▶ [Collected data entries]:
───
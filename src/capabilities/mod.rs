//! Host capabilities exposed to executed code.
//!
//! Everything here is an ordinary [`HostFunction`](crate::evaluator::HostFunction)
//! or value. Capabilities with effects are wrapped in [`Guarded`] so that an
//! abandoned attempt cannot change anything after its generation moves on.

pub mod guard;
pub mod rope;
pub mod standard;

pub use guard::{guard, Guarded};
pub use rope::{RopeBoard, RopeEvent};
pub use standard::{console, sleep, StandardCapabilities};
//! Script front end.
//!
//! Learner block programs arrive as a small JavaScript-like script. This
//! module turns that text into a [`Program`] the evaluator can walk:
//!
//! - [`lexer`] — `nom`-based tokenizer with line/column spans.
//! - [`parser`] — recursive-descent parser with JS operator precedence.
//! - [`ast`] — the syntax tree.

pub mod ast;
pub mod lexer;
pub mod parser;

pub use ast::*;
pub use lexer::{Span, Token};
pub use parser::parse_function_body;

/// Syntax error with the position it was detected at.
#[derive(Debug, Clone, PartialEq, Eq, thiserror::Error)]
#[error("{message} (line {}, column {})", span.line, span.column)]
pub struct SyntaxError {
    pub message: String,
    pub span: Span,
}

impl SyntaxError {
    pub fn new(message: impl Into<String>, span: Span) -> Self {
        Self {
            message: message.into(),
            span,
        }
    }
}
use super::value::Value;

/// Arrays nested deeper than this render as an empty string.
const MAX_RENDER_DEPTH: usize = 32;

/// Format a number the way scripts observe it: integral values have no
/// fractional part, and `-0` prints as `0`.
pub fn number_to_string(n: f64) -> String {
    if n.is_nan() {
        "NaN".to_string()
    } else if n.is_infinite() {
        if n > 0.0 { "Infinity" } else { "-Infinity" }.to_string()
    } else if n == 0.0 {
        "0".to_string()
    } else if n.fract() == 0.0 && n.abs() < 1e21 {
        format!("{}", n as i128)
    } else {
        format!("{}", n)
    }
}

/// Convert a value to a number (`Number(v)`).
pub fn to_f64(value: &Value) -> f64 {
    match value {
        Value::Undefined => f64::NAN,
        Value::Null => 0.0,
        Value::Bool(b) => {
            if *b {
                1.0
            } else {
                0.0
            }
        }
        Value::Number(n) => *n,
        Value::String(s) => string_to_f64(s),
        Value::Array(items) => {
            let items = items.lock();
            match items.len() {
                0 => 0.0,
                1 => {
                    let only = items[0].clone();
                    drop(items);
                    to_f64(&Value::String(to_string(&only)))
                }
                _ => f64::NAN,
            }
        }
        Value::Object(_) | Value::Function(_) | Value::Error(_) => f64::NAN,
    }
}

fn string_to_f64(s: &str) -> f64 {
    let trimmed = s.trim();
    if trimmed.is_empty() {
        return 0.0;
    }
    match trimmed {
        "Infinity" | "+Infinity" => return f64::INFINITY,
        "-Infinity" => return f64::NEG_INFINITY,
        _ => {}
    }
    if let Some(hex) = trimmed
        .strip_prefix("0x")
        .or_else(|| trimmed.strip_prefix("0X"))
    {
        return i64::from_str_radix(hex, 16)
            .map(|n| n as f64)
            .unwrap_or(f64::NAN);
    }
    // Rust accepts "inf"/"nan" spellings that scripts must not.
    if trimmed
        .chars()
        .any(|c| !(c.is_ascii_digit() || matches!(c, '.' | 'e' | 'E' | '+' | '-')))
    {
        return f64::NAN;
    }
    trimmed.parse::<f64>().unwrap_or(f64::NAN)
}

/// Convert a value to its string form (`String(v)`).
pub fn to_string(value: &Value) -> String {
    render(value, 0)
}

fn render(value: &Value, depth: usize) -> String {
    match value {
        Value::Undefined => "undefined".to_string(),
        Value::Null => "null".to_string(),
        Value::Bool(b) => b.to_string(),
        Value::Number(n) => number_to_string(*n),
        Value::String(s) => s.clone(),
        Value::Array(items) => {
            if depth >= MAX_RENDER_DEPTH {
                return String::new();
            }
            let items = items.lock().clone();
            items
                .iter()
                .map(|item| match item {
                    Value::Undefined | Value::Null => String::new(),
                    other => render(other, depth + 1),
                })
                .collect::<Vec<_>>()
                .join(",")
        }
        Value::Object(_) => "[object Object]".to_string(),
        Value::Function(callable) => format!("function {}() {{ [native code] }}", callable.name()),
        Value::Error(err) => {
            if err.message.is_empty() {
                err.kind.name().to_string()
            } else {
                format!("{}: {}", err.kind.name(), err.message)
            }
        }
    }
}

/// Truthiness as used by `if`, `while`, `!`, `&&` and `||`.
pub fn truthy(value: &Value) -> bool {
    match value {
        Value::Undefined | Value::Null => false,
        Value::Bool(b) => *b,
        Value::Number(n) => !(n.is_nan() || *n == 0.0),
        Value::String(s) => !s.is_empty(),
        Value::Array(_) | Value::Object(_) | Value::Function(_) | Value::Error(_) => true,
    }
}

/// Result of the `typeof` operator.
pub fn type_of(value: &Value) -> &'static str {
    match value {
        Value::Undefined => "undefined",
        Value::Null => "object",
        Value::Bool(_) => "boolean",
        Value::Number(_) => "number",
        Value::String(_) => "string",
        Value::Function(_) => "function",
        Value::Array(_) | Value::Object(_) | Value::Error(_) => "object",
    }
}

/// Truncate towards zero, mapping NaN to 0 (used for indices and counts).
pub fn to_integer(value: &Value) -> f64 {
    let n = to_f64(value);
    if n.is_nan() {
        0.0
    } else {
        n.trunc()
    }
}

/// Interpret `value` as an array index if it is a non-negative integer.
pub fn to_index(value: &Value) -> Option<usize> {
    let n = match value {
        Value::Number(n) => *n,
        Value::String(s) => {
            let parsed = s.parse::<usize>().ok()?;
            if parsed.to_string() != *s {
                return None;
            }
            return Some(parsed);
        }
        _ => return None,
    };
    if n >= 0.0 && n.fract() == 0.0 && n < u32::MAX as f64 {
        Some(n as usize)
    } else {
        None
    }
}

/// Property key form of a value (`obj[key]`).
pub fn to_property_key(value: &Value) -> String {
    to_string(value)
}

/// Numeric comparison after coercing both sides; NaN compares false.
pub fn compare_numeric<F>(value: &Value, target: &Value, compare_fn: F) -> bool
where
    F: Fn(f64, f64) -> bool,
{
    let a = to_f64(value);
    let b = to_f64(target);
    if a.is_nan() || b.is_nan() {
        return false;
    }
    compare_fn(a, b)
}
───
▶ [Work request]: Show the lines where the word "Guarded" appears in the entries.

▶ [Answer box]:
//! or value. Capabilities with effects are wrapped in [`Guarded`] so that an
pub use guard::{guard, Guarded};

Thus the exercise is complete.